P7686 [CEOI 2005] Multi-key Sorting

Consider a table with rows and columns. The columns are numbered from $1$ to $C$. For simplicity, the entries in the table are strings consisting of lowercase letters.  You are given Sort($k$) operations on such tables: Sort($k$) sorts the rows of the table by the values in column $k$ (the order of columns does not change). The sorting is stable, meaning that rows with equal values in column $k$ keep their original relative order. For example, applying Sort($2$) to table $1$ produces table $2$. We are interested in sequences of such sorting operations. These operations are applied one after another to the same table. For example, applying the sequence Sort($2$); Sort($1$) to table $1$ produces table $3$. Two sequences of sorting operations are called equivalent if they have the same effect on any table. For example, Sort($2$); Sort($2$); Sort($1$) is equivalent to Sort($2$); Sort($1$). However, it is not equivalent to Sort($1$); Sort($2$), because the effect on table $1$ is different.
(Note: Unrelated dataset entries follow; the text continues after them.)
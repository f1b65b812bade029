//! Deterministic synthetic forehand swings.
//!
//! Produces full 33-landmark recordings of a right-handed forehand: a
//! short ready stance, a wind-back that bends the elbow, a fast strike to
//! full extension, a slower follow-through across the body, and a settle.
//! Used for demos and as test fixtures where real pose captures are not
//! available.

use swingsync_common::clock::CaptureRate;
use swingsync_common::error::{SwingsyncError, SwingsyncResult};
use swingsync_pose_model::frame::{Frame, PoseRecording, Sequence};
use swingsync_pose_model::keypoint::*;

/// Dominant-arm pose at one instant of the script.
#[derive(Debug, Clone, Copy)]
struct ArmPose {
    elbow: (f64, f64),
    wrist: (f64, f64),
}

impl ArmPose {
    fn lerp(self, to: ArmPose, t: f64) -> ArmPose {
        let mix = |a: (f64, f64), b: (f64, f64)| (a.0 + (b.0 - a.0) * t, a.1 + (b.1 - a.1) * t);
        ArmPose {
            elbow: mix(self.elbow, to.elbow),
            wrist: mix(self.wrist, to.wrist),
        }
    }
}

const READY: ArmPose = ArmPose {
    elbow: (0.60, 0.45),
    wrist: (0.66, 0.52),
};
const WOUND: ArmPose = ArmPose {
    elbow: (0.62, 0.42),
    wrist: (0.60, 0.34),
};
const EXTENDED: ArmPose = ArmPose {
    elbow: (0.68, 0.42),
    wrist: (0.82, 0.46),
};
const FINISHED: ArmPose = ArmPose {
    elbow: (0.64, 0.38),
    wrist: (0.70, 0.36),
};

/// Normalized-time boundaries of wind-back, strike and follow-through.
const WIND_START: f64 = 0.15;
const STRIKE_START: f64 = 0.45;
const FOLLOW_START: f64 = 0.65;
const SETTLE_START: f64 = 0.90;

fn smoothstep(t: f64) -> f64 {
    let t = t.clamp(0.0, 1.0);
    t * t * (3.0 - 2.0 * t)
}

fn stage(u: f64, start: f64, end: f64) -> f64 {
    smoothstep((u - start) / (end - start))
}

/// Parameters of a generated swing.
#[derive(Debug, Clone, Copy, PartialEq)]
pub struct SwingScript {
    pub frames: usize,
    pub fps: f64,
    /// Added to every timestamp.
    pub time_shift_ms: u64,
    /// Exponent applied to normalized time. Above 1 delays the swing and
    /// shortens the strike, below 1 does the opposite.
    pub tempo_warp: f64,
}

impl Default for SwingScript {
    fn default() -> Self {
        Self {
            frames: 40,
            fps: 30.0,
            time_shift_ms: 0,
            tempo_warp: 1.0,
        }
    }
}

impl SwingScript {
    pub fn with_frames(mut self, frames: usize) -> Self {
        self.frames = frames;
        self
    }

    pub fn with_fps(mut self, fps: f64) -> Self {
        self.fps = fps;
        self
    }

    pub fn with_time_shift(mut self, time_shift_ms: u64) -> Self {
        self.time_shift_ms = time_shift_ms;
        self
    }

    pub fn with_tempo_warp(mut self, tempo_warp: f64) -> Self {
        self.tempo_warp = tempo_warp;
        self
    }

    /// Render the swing into a validated recording.
    pub fn render(&self) -> SwingsyncResult<PoseRecording> {
        let rate = CaptureRate::new(self.fps).ok_or_else(|| {
            SwingsyncError::invalid_input(format!("capture rate must be positive, got {}", self.fps))
        })?;
        if !(self.tempo_warp.is_finite() && self.tempo_warp > 0.0) {
            return Err(SwingsyncError::invalid_input(format!(
                "tempo warp must be positive, got {}",
                self.tempo_warp
            )));
        }

        let frames = (0..self.frames)
            .map(|i| self.frame_at(i, rate))
            .collect::<Vec<_>>();
        let sequence =
            Sequence::new(frames).map_err(|e| SwingsyncError::invalid_input(e.to_string()))?;

        tracing::debug!(
            frames = self.frames,
            fps = self.fps,
            time_shift_ms = self.time_shift_ms,
            tempo_warp = self.tempo_warp,
            "Rendered synthetic swing"
        );
        Ok(PoseRecording { sequence, rate })
    }

    fn frame_at(&self, index: usize, rate: CaptureRate) -> Frame {
        let linear = if self.frames > 1 {
            index as f64 / (self.frames - 1) as f64
        } else {
            0.0
        };
        let u = linear.powf(self.tempo_warp);

        let arm = if u < STRIKE_START {
            READY.lerp(WOUND, stage(u, WIND_START, STRIKE_START))
        } else if u < FOLLOW_START {
            WOUND.lerp(EXTENDED, stage(u, STRIKE_START, FOLLOW_START))
        } else {
            EXTENDED.lerp(FINISHED, stage(u, FOLLOW_START, SETTLE_START))
        };

        // The trunk coils with the wind-back and unwinds through the strike.
        let coil = stage(u, WIND_START, STRIKE_START) - stage(u, STRIKE_START, FOLLOW_START);

        let mut keypoints = vec![Keypoint::hidden(); LANDMARK_COUNT];
        keypoints[NOSE] = Keypoint::new(0.50, 0.20, 0.90);
        keypoints[LEFT_SHOULDER] = Keypoint::new(0.45 + 0.03 * coil, 0.35, 0.95);
        keypoints[RIGHT_SHOULDER] = Keypoint::new(0.55, 0.37, 0.95);
        keypoints[LEFT_ELBOW] = Keypoint::new(0.42, 0.45, 0.90);
        keypoints[RIGHT_ELBOW] = Keypoint::new(arm.elbow.0, arm.elbow.1, 0.95);
        keypoints[LEFT_WRIST] = Keypoint::new(0.40, 0.55, 0.85);
        keypoints[RIGHT_WRIST] = Keypoint::new(arm.wrist.0, arm.wrist.1, 0.95);
        keypoints[LEFT_HIP] = Keypoint::new(0.46, 0.60, 0.90);
        keypoints[RIGHT_HIP] = Keypoint::new(0.54, 0.60, 0.90);
        keypoints[LEFT_KNEE] = Keypoint::new(0.45, 0.75, 0.85);
        keypoints[RIGHT_KNEE] = Keypoint::new(0.55, 0.75, 0.85);
        keypoints[LEFT_ANKLE] = Keypoint::new(0.44, 0.90, 0.80);
        keypoints[RIGHT_ANKLE] = Keypoint::new(0.56, 0.90, 0.80);

        Frame::new(self.time_shift_ms + rate.timestamp_at(index), keypoints)
    }
}

/// Default 40-frame swing at 30 fps.
pub fn forehand() -> SwingsyncResult<PoseRecording> {
    SwingScript::default().render()
}
//! SwingSync Pose Model
//!
//! Defines the core data contracts for swing analysis:
//! - **Keypoints:** Landmark positions with detector confidence
//! - **Frames/Sequences:** Timestamped keypoint sets for one recording
//! - **Analysis:** Key poses, metric sets, sync mappings, comparison reports
//! - **Store:** Persistence of analysis results keyed by id
//!
//! All coordinates are normalized to `[0.0, 1.0]` relative to the video
//! frame; timestamps are integer milliseconds.

pub mod analysis;
pub mod frame;
pub mod keypoint;
pub mod store;

pub use analysis::*;
pub use frame::*;
pub use keypoint::*;
pub use store::*;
The first line contains two integers, $C$ and $N$. $C$ is the number of columns, and $N$ is the number of sorting operations. The second line contains $N$ integers, $k_i$. It defines the sequence of sorting operations Sort($k_1$); $\cdots$; Sort($k_N$).

The first line contains an integer $M$, the length of the shortest sorting-operation sequence that is equivalent to the given sequence. The second line contains $M$ integers, describing this shortest sequence.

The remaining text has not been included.